For infants over six months of age, the diagnostic auditory brainstem response and the visual reinforcement audiometry (VRA) tests are commonly used. The diagnostic auditory brainstem response test is similar to the AABR test, but it provides more information. The VRA test presents a series of sounds through earphones. The child is asked to turn toward the sound, then he or she is rewarded with an entertaining visual image.

 

Tests for older children and adults

Children between two and four years old are tested through conditioned play audiometry (CPA). The children are asked to perform a simple play activity, such as placing a ring on a peg, when they hear a sound. Older children and adults may be asked to press a button or raise their hand.

All children should have their hearing tested before they start school. This could reveal mild hearing losses that the parent or child cannot detect. Loss of hearing in one ear may also be determined in this way. Such a loss, although not obvious, may affect speech and language.

Hearing loss can even result from earwax or fluid in the ears.

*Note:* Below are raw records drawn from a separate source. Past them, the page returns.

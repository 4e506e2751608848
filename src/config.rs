use crate::error::{ConfigError, Result};
use serde::Deserialize;
use std::path::{Path, PathBuf};
use tracing::info;

#[derive(Debug, Clone, Deserialize)]
pub struct LogConfig {
    #[serde(default = "default_log_level")]
    pub level: String,
    /// Rolling log files are only written when a directory is configured.
    #[serde(default)]
    pub directory: Option<String>,
    #[serde(default = "default_log_filename")]
    pub filename: String,
}

#[derive(Debug, Clone, Deserialize)]
pub struct SiteConfig {
    #[serde(default = "default_base_url")]
    pub base_url: String,
    #[serde(default = "default_problem_marker")]
    pub problem_marker: String,
    #[serde(default = "default_restrict_to_site")]
    pub restrict_to_site: bool,
}

#[derive(Debug, Clone, Deserialize)]
pub struct ClientConfig {
    #[serde(default = "default_timeout_secs")]
    pub timeout_secs: u64,
    #[serde(default = "default_user_agent")]
    pub user_agent: String,
}

#[derive(Debug, Clone, Deserialize)]
pub struct OutputConfig {
    #[serde(default = "default_file_name")]
    pub file_name: String,
}

#[derive(Debug, Clone, Deserialize)]
pub struct GuiConfig {
    #[serde(default = "default_download_dir")]
    pub download_dir: PathBuf,
    #[serde(default = "default_settings_file")]
    pub settings_file: PathBuf,
}

#[derive(Debug, Clone, Default, Deserialize)]
pub struct Config {
    #[serde(default)]
    pub site: SiteConfig,

    #[serde(default)]
    pub client: ClientConfig,

    #[serde(default)]
    pub output: OutputConfig,

    #[serde(default)]
    pub gui: GuiConfig,

    #[serde(default)]
    pub logging: LogConfig,
}

impl Default for LogConfig {
    fn default() -> Self {
        Self {
            level: default_log_level(),
            directory: None,
            filename: default_log_filename(),
        }
    }
}

impl Default for SiteConfig {
    fn default() -> Self {
        Self {
            base_url: default_base_url(),
            problem_marker: default_problem_marker(),
            restrict_to_site: default_restrict_to_site(),
        }
    }
}

impl Default for ClientConfig {
    fn default() -> Self {
        Self {
            timeout_secs: default_timeout_secs(),
            user_agent: default_user_agent(),
        }
    }
}

impl Default for OutputConfig {
    fn default() -> Self {
        Self {
            file_name: default_file_name(),
        }
    }
}

impl Default for GuiConfig {
    fn default() -> Self {
        Self {
            download_dir: default_download_dir(),
            settings_file: default_settings_file(),
        }
    }
}

impl SiteConfig {
    /// Whether `url` points at a problem page of the configured site.
    pub fn is_problem_url(&self, url: &str) -> bool {
        let url = url.trim();
        !url.is_empty() && url.starts_with(&self.base_url) && url.contains(&self.problem_marker)
    }
}

impl Config {
    pub fn from_file<P: AsRef<Path>>(path: P) -> Result<Self> {
        let content = std::fs::read_to_string(path).map_err(ConfigError::FileRead)?;
        Self::from_toml(&content)
    }

    pub fn from_toml(content: &str) -> Result<Self> {
        let config: Config = toml::from_str(content).map_err(ConfigError::Parse)?;

        config.validate()?;
        info!("Configuration loaded successfully");
        Ok(config)
    }

    /// Reads `path` if it exists. A missing file is only an error when the
    /// caller asked for it explicitly.
    pub fn load(path: &Path, explicit: bool) -> Result<Self> {
        if !explicit && !path.exists() {
            return Ok(Self::default());
        }
        Self::from_file(path)
    }

    fn validate(&self) -> Result<()> {
        if self.site.base_url.is_empty() {
            return Err(ConfigError::MissingField("site.base_url".to_string()).into());
        }
        if !self.site.base_url.starts_with("http") {
            return Err(ConfigError::InvalidValue(format!(
                "site.base_url must start with http(s): {}",
                self.site.base_url
            ))
            .into());
        }

        if self.client.timeout_secs == 0 {
            return Err(ConfigError::InvalidValue(
                "client.timeout_secs must be greater than 0".to_string(),
            )
            .into());
        }

        if self.output.file_name.is_empty() {
            return Err(ConfigError::MissingField("output.file_name".to_string()).into());
        }

        if self.gui.download_dir.as_os_str().is_empty() {
            return Err(
                ConfigError::InvalidValue("gui.download_dir cannot be empty".to_string()).into(),
            );
        }

        Ok(())
    }
}

fn default_base_url() -> String {
    "https://usaco.org/".to_string()
}

fn default_problem_marker() -> String {
    "index.php?page=viewproblem".to_string()
}

fn default_restrict_to_site() -> bool {
    true
}

fn default_timeout_secs() -> u64 {
    30
}

fn default_user_agent() -> String {
    "Mozilla/5.0 (X11; Linux x86_64) AppleWebKit/537.36 (KHTML, like Gecko) Chrome/132.0.0.0 Safari/537.36".to_string()
}

fn default_file_name() -> String {
    "README.md".to_string()
}

fn default_download_dir() -> PathBuf {
    PathBuf::from("downloads")
}

fn default_settings_file() -> PathBuf {
    PathBuf::from("settings.json")
}

fn default_log_level() -> String {
    "info".to_string()
}

fn default_log_filename() -> String {
    "usaco-scraper.log".to_string()
}

#[cfg(test)]
mod tests {
    use super::*;

    #[test]
    fn empty_toml_uses_defaults() {
        let config = Config::from_toml("").unwrap();
        assert_eq!(config.site.base_url, "https://usaco.org/");
        assert_eq!(config.output.file_name, "README.md");
        assert_eq!(config.gui.download_dir, PathBuf::from("downloads"));
        assert!(config.logging.directory.is_none());
    }

    #[test]
    fn sections_override_defaults() {
        let config = Config::from_toml(
            r#"
            [client]
            timeout_secs = 5

            [output]
            file_name = "problem.md"

            [logging]
            level = "debug"
            directory = "logs"
            "#,
        )
        .unwrap();
        assert_eq!(config.client.timeout_secs, 5);
        assert_eq!(config.output.file_name, "problem.md");
        assert_eq!(config.logging.directory.as_deref(), Some("logs"));
    }

    #[test]
    fn zero_timeout_is_rejected() {
        let err = Config::from_toml("[client]\ntimeout_secs = 0\n").unwrap_err();
        assert_eq!(err.kind(), "config");
    }

    #[test]
    fn missing_default_file_falls_back() {
        let dir = tempfile::tempdir().unwrap();
        let path = dir.path().join("config.toml");
        assert!(Config::load(&path, false).is_ok());
        assert!(Config::load(&path, true).is_err());
    }

    #[test]
    fn problem_url_check() {
        let site = SiteConfig::default();
        assert!(site.is_problem_url("https://usaco.org/index.php?page=viewproblem2&cpid=1347"));
        assert!(!site.is_problem_url("https://usaco.org/index.php?page=dec23results"));
        assert!(!site.is_problem_url("https://example.com/index.php?page=viewproblem2"));
        assert!(!site.is_problem_url("   "));
    }
}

Many children with this type of temporary hearing loss can have their hearing restored through medical treatment or minor surgery.

In contrast to temporary hearing loss, some children have nerve deafness, which is permanent. Most of these children have some usable hearing. Few are totally deaf. Early diagnosis, early fitting of hearing aids, and an early start on special educational programs can help maximize the child’s existing hearing.

Please note that this leaflet is not a substitute for an ear examination or a hearing test.

 

Steps to take

  • If you have checked one or more of these indicators, your child might have hearing loss and you should take him or her for an ear examination and a hearing test. This can be done at any age, as early as just after birth.
  • If you did not check any of these factors, but you suspect that your child is not hearing normally, even if your child’s doctor is not concerned, have your child’s hearing tested and when appropriate, have his or her speech evaluated by a speech and language pathologist. The test will not hurt your child.